[[ Materials provided open ]]
//! Catalog route handlers.

use axum::{
    Json, Router,
    extract::State,
    http::{HeaderMap, HeaderName, HeaderValue},
    routing::get,
};
use rust_decimal::Decimal;
use serde::{Deserialize, Serialize};
use tracing::instrument;

use amyfairy_core::ProductId;

use crate::error::Result;
use crate::models::page::normalize_paging;
use crate::models::product::split_csv;
use crate::models::{Page, Product, ProductQuery, ProductSort, SortOrder};
use crate::routes::{ApiPath, ApiQuery};
use crate::state::AppState;

/// Total matching rows, sent alongside every paged listing.
pub const TOTAL_COUNT_HEADER: HeaderName = HeaderName::from_static("x-total-count");

pub fn router() -> Router<AppState> {
    Router::new()
        .route("/products", get(index))
        .route("/products/{id}", get(show))
        .route("/brands", get(brands))
        .route("/categories", get(categories))
}

/// Listing query string.
///
/// `category` and `brand` take comma-separated sets.
#[derive(Debug, Default, Deserialize)]
pub struct ProductParams {
    pub category: Option<String>,
    pub brand: Option<String>,
    #[serde(alias = "q")]
    pub search: Option<String>,
    pub in_stock: Option<bool>,
    pub sort: Option<ProductSort>,
    pub order: Option<SortOrder>,
    pub page: Option<u32>,
    pub per_page: Option<u32>,
    /// Honored on the admin listing only.
    pub include_deleted: Option<bool>,
}

impl ProductParams {
    /// Normalize into a store query.
    #[must_use]
    pub fn into_query(self) -> ProductQuery {
        let (page, per_page) = normalize_paging(self.page, self.per_page);
        ProductQuery {
            categories: split_csv(self.category.as_deref()),
            brands: split_csv(self.brand.as_deref()),
            search: self
                .search
                .map(|s| s.trim().to_owned())
                .filter(|s| !s.is_empty()),
            in_stock_only: self.in_stock.unwrap_or(false),
            include_deleted: false,
            sort: self.sort.unwrap_or_default(),
            order: self.order.unwrap_or_default(),
            page,
            per_page,
        }
    }
}

/// Product as returned to clients, with the computed sale price.
#[derive(Debug, Serialize)]
pub struct ProductResponse {
    #[serde(flatten)]
    pub product: Product,
    pub discounted_price: Decimal,
}

impl From<Product> for ProductResponse {
    fn from(product: Product) -> Self {
        Self {
            discounted_price: product.discounted_price(),
            product,
        }
    }
}

/// `X-Total-Count` header for a page.
pub fn total_count_headers<T>(page: &Page<T>) -> HeaderMap {
    let mut headers = HeaderMap::new();
    headers.insert(TOTAL_COUNT_HEADER, HeaderValue::from(page.total));
    headers
}

#[instrument(skip(state))]
async fn index(
    State(state): State<AppState>,
    ApiQuery(params): ApiQuery<ProductParams>,
) -> Result<(HeaderMap, Json<Page<ProductResponse>>)> {
    let page = state.catalog().list_products(&params.into_query()).await?;
    Ok((total_count_headers(&page), Json(page.map(ProductResponse::from))))
}

async fn show(
    State(state): State<AppState>,
    ApiPath(id): ApiPath<ProductId>,
) -> Result<Json<ProductResponse>> {
    let product = state.catalog().get_product(id).await?;
    Ok(Json(product.into()))
}

async fn brands(State(state): State<AppState>) -> Result<Json<Vec<String>>> {
    Ok(Json(state.catalog().brands().await?))
}

async fn categories(State(state): State<AppState>) -> Result<Json<Vec<String>>> {
    Ok(Json(state.catalog().categories().await?))
}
[[ Materials provided closed ]]
* [What needs to be done]: What are the lines from the one with "Ok(Json(product.into()))" through the end of the records above? Set them down exactly, both ends included, and nothing else.

* [Result]:
    Ok(Json(product.into()))
}

async fn brands(State(state): State<AppState>) -> Result<Json<Vec<String>>> {
    Ok(Json(state.catalog().brands().await?))
}

async fn categories(State(state): State<AppState>) -> Result<Json<Vec<String>>> {
    Ok(Json(state.catalog().categories().await?))
}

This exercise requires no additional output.